Wonder if you could clarify.  for example, In DEC 2018 I pay the maintenance fees for week 15 and week 40, 2019. 
Wouldn't all the points combined be able to use if something available as soon as the points are deposited? (hope I'm using the right word) What about borrowing your points? is that an option once fees are paid?


----------



## DAman (May 5, 2018)

AJCts411 said:


> Wonder if you could clarify.  for example, In DEC 2018 I pay the maintenance fees for week 15 and week 40, 2019.
> Wouldn't all the points combined be able to use if something available as soon as the points are deposited? (hope I'm using the right word) What about borrowing your points? is that an option once fees are paid?



The points will be combined as soon as the week 40 points are available.  You will see it in your member statement.  Hyatt will list your points as HRPP/CUP/LCUP/EEE.  Technically the points are not combined until you give up the use of your unit.  Once you have your week 40 points you will have a short period of time to determine if you want to transfer the week 15 points to EEE or keep them combined in CUP.  

My rule is to never let my points fall under LCUP.  LCUP points are too restrictive.

Your week 40 2019 points may be combinable for a short period of time with your week 15 2020 use.  But you will have to look carefully at your time periods especially if you plan to transfer the points to EEE.

You will have the ability to borrow points but it is very restrictive.  If I remember correctly you can do it only for a reservation within 60 days.

Hyatt has been good about sending emails notifying me about the various dates for my units.
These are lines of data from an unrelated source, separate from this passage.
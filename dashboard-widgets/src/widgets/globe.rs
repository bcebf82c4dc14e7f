//! Canvas globe
//!
//! Decorative rotating sphere. Geometry comes from `logic::globe`; this
//! module owns the canvas, the resize listener and the frame loop. The
//! listener is released by the frame loop once the canvas is detached.

use std::cell::RefCell;
use std::f64::consts::PI;
use std::rc::Rc;

use wasm_bindgen::JsCast;
use web_sys::{CanvasRenderingContext2d, Element, HtmlCanvasElement};

use crate::constants;
use crate::dom::{self, listener::Listener};
use crate::error::{WidgetError, WidgetResult};
use crate::logic::globe::{GlobeFrame, GlobeState, RadialGradient};
use crate::logic::{Attachment, DashboardConfig, Tick};

/// Replace `container`'s contents with an animated globe
pub fn mount(container: &Element, config: &DashboardConfig) -> WidgetResult<()> {
    let document = dom::document()?;
    container.set_inner_html("");

    let canvas: HtmlCanvasElement = document
        .create_element("canvas")?
        .dyn_into()
        .map_err(|_| WidgetError::WrongElementType(constants::GLOBE_CANVAS_ID))?;
    canvas.set_id(constants::GLOBE_CANVAS_ID);
    container.append_child(&canvas)?;

    let ctx: CanvasRenderingContext2d = canvas
        .get_context("2d")?
        .ok_or(WidgetError::NoCanvasContext)?
        .dyn_into()
        .map_err(|_| WidgetError::NoCanvasContext)?;

    let height = config.globe_height;
    let state = Rc::new(RefCell::new(GlobeState::new(0.0, 0.0)));
    resize(container, &canvas, height, &state);

    let on_resize = {
        let container = container.clone();
        let canvas = canvas.clone();
        let state = state.clone();
        Listener::on_window("resize", move |_| resize(&container, &canvas, height, &state))?
    };
    let mut attachment = Attachment::new(on_resize);

    dom::frame::run(move |_now: f64| {
        if attachment.check(canvas.is_connected()) == Tick::Stop {
            log::debug!("Globe canvas detached, stopping animation");
            return Tick::Stop;
        }
        let (width, height) = state.borrow().size();
        let frame = state.borrow_mut().next_frame();
        if let Err(e) = paint(&ctx, width, height, frame.as_ref()) {
            log::warn!("Globe frame failed: {}", e);
            return Tick::Stop;
        }
        Tick::Continue
    })
}

fn resize(container: &Element, canvas: &HtmlCanvasElement, height: u32, state: &Rc<RefCell<GlobeState>>) {
    let width = container.client_width().max(0) as u32;
    canvas.set_width(width);
    canvas.set_height(height);
    state.borrow_mut().resize(width as f64, height as f64);
}

fn radial(ctx: &CanvasRenderingContext2d, g: &RadialGradient, inner: &str, outer: &str) -> WidgetResult<web_sys::CanvasGradient> {
    let gradient = ctx.create_radial_gradient(g.x0, g.y0, g.r0, g.x1, g.y1, g.r1)?;
    gradient.add_color_stop(0.0, inner)?;
    gradient.add_color_stop(1.0, outer)?;
    Ok(gradient)
}

fn paint(ctx: &CanvasRenderingContext2d, width: f64, height: f64, frame: Option<&GlobeFrame>) -> WidgetResult<()> {
    ctx.clear_rect(0.0, 0.0, width, height);
    let Some(f) = frame else {
        return Ok(());
    };

    // Outer glow
    let glow = radial(ctx, &f.glow, constants::GLOBE_GLOW_INNER, constants::GLOBE_GLOW_OUTER)?;
    ctx.set_fill_style_canvas_gradient(&glow);
    ctx.begin_path();
    ctx.arc(f.cx, f.cy, f.glow_radius, 0.0, PI * 2.0)?;
    ctx.fill();

    // Body
    let body = radial(ctx, &f.body, constants::GLOBE_BODY_INNER, constants::GLOBE_BODY_OUTER)?;
    ctx.set_fill_style_canvas_gradient(&body);
    ctx.begin_path();
    ctx.arc(f.cx, f.cy, f.radius, 0.0, PI * 2.0)?;
    ctx.fill();

    // Outline
    ctx.set_stroke_style_str(constants::GLOBE_OUTLINE);
    ctx.set_line_width(2.0);
    ctx.stroke();

    // Latitudes
    ctx.set_stroke_style_str(constants::GLOBE_GRID);
    ctx.set_line_width(1.0);
    for lat in &f.latitudes {
        ctx.begin_path();
        ctx.ellipse(f.cx, f.cy, lat.radius_x, lat.radius_y, 0.0, 0.0, PI * 2.0)?;
        ctx.stroke();
    }

    // Longitudes (rotating)
    for lon in &f.longitudes {
        ctx.save();
        ctx.translate(f.cx, f.cy)?;
        ctx.rotate(lon.rotation)?;
        ctx.begin_path();
        ctx.ellipse(0.0, 0.0, lon.radius_x, lon.radius_y, 0.0, 0.0, PI * 2.0)?;
        ctx.stroke();
        ctx.restore();
    }

    Ok(())
}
That helps a lot however I set up calendar warnings so I don't forget.


----------



## alexadeparis (May 5, 2018)

AJCts411 said:


> Wonder if you could clarify.  for example, In DEC 2018 I pay the maintenance fees for week 15 and week 40, 2019.
> Wouldn't all the points combined be able to use if something available as soon as the points are deposited? (hope I'm using the right word) What about borrowing your points? is that an option once fees are paid?



No. They keep your money, without you being able to use the points early, so there is no sense in paying earlier than needed. Since mine are EOY, if I decide to use them as soon as they are issued, I have to prepay. Technically, my units are week 45 even and week 18 odd. I can use the points one year ahead when they are issued (45 odd and 18 even) but I always have to prepay, since usually the dues would not come until the use year.


----------